Connecting a smartphone is easy. Put it in airplane mode so it doesn’t try to connect to a ground network, look for the AeroWave network in Wi-Fi settings and type the password to join. We happened to have all Apple devices, including a MacBook Pro computer, three iPhone 5S smartphones and a latest-gen iPad running the ForeFlight Mobile app. All of the devices connected without issue, but the AeroWave wanted no part of delivering data to all of them at the same time. With all of them connected at once, we couldn’t even send or receive a short iOS text message within the cabin. But, the system seemed happy with two devices connected. Text messages flowed more slowly than on traditional networks and simple webpages like Airnav.com loaded more slowly than we would have liked. We asked Kauffman—the AeroWave project technical lead—for an explanation. He had several.

Turns out there are convincing reasons for peaks and valleys in performance, aside from device load and having too many applications running in the device’s background.

“You can experience a system slowdown that’s similar to what happens when you are working at home and the neighborhood kids get out of school. The internet simply gets slow,” he said. But it’s more complicated than that.

Kauffman explained that the actual performance of a satellite datalink can vary over time and depends on many variables, including the available bandwidth, power and noise, as well as the number of users sharing the resource. There isn’t a lot that can be done about noise (including background noise and possible ground interference from high-power radar), but by using spot beams, the satellite can increase the power to a particular area of coverage, thus improving the signal-to-noise ratio. The Inmarsat satellites have directional (and movable) antennas that cover a specific area on the earth.

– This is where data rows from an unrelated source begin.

use std::fmt;
use std::str::FromStr;
use thiserror::Error;

/// Subscription tier, ordered by ascending access level.
#[derive(Debug, Clone, Copy, PartialEq, Eq, PartialOrd, Ord, Hash)]
pub enum Tier {
    Free,
    Value,
    Standard,
    Professional,
}

#[derive(Debug, Clone, Error, PartialEq, Eq)]
#[error("unknown subscription tier '{0}' (expected free, value, standard or professional)")]
pub struct UnknownTier(pub String);

impl Tier {
    /// All tiers in ascending order.
    pub const ALL: [Tier; 4] = [Tier::Free, Tier::Value, Tier::Standard, Tier::Professional];

    #[must_use]
    pub fn as_str(self) -> &'static str {
        match self {
            Tier::Free => "free",
            Tier::Value => "value",
            Tier::Standard => "standard",
            Tier::Professional => "professional",
        }
    }
}

impl fmt::Display for Tier {
    fn fmt(&self, f: &mut fmt::Formatter<'_>) -> fmt::Result {
        f.write_str(self.as_str())
    }
}

impl FromStr for Tier {
    type Err = UnknownTier;

    fn from_str(s: &str) -> Result<Self, Self::Err> {
        let wanted = s.trim();
        Tier::ALL
            .into_iter()
            .find(|t| t.as_str().eq_ignore_ascii_case(wanted))
            .ok_or_else(|| UnknownTier(s.to_string()))
    }
}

Kauffman noted that having a directional antenna on the aircraft can increase the effective power, plus the output gain and allocated spectrum of the satellites can be tweaked. In the end, you’ll get better performance when the number of people using the system consume less than the maximum bandwidth available for the satellite’s spot beam. Worth noting is that our flight trial conducted in central New England is within the spot beam shared by the highly utilized Washington, D.C., area.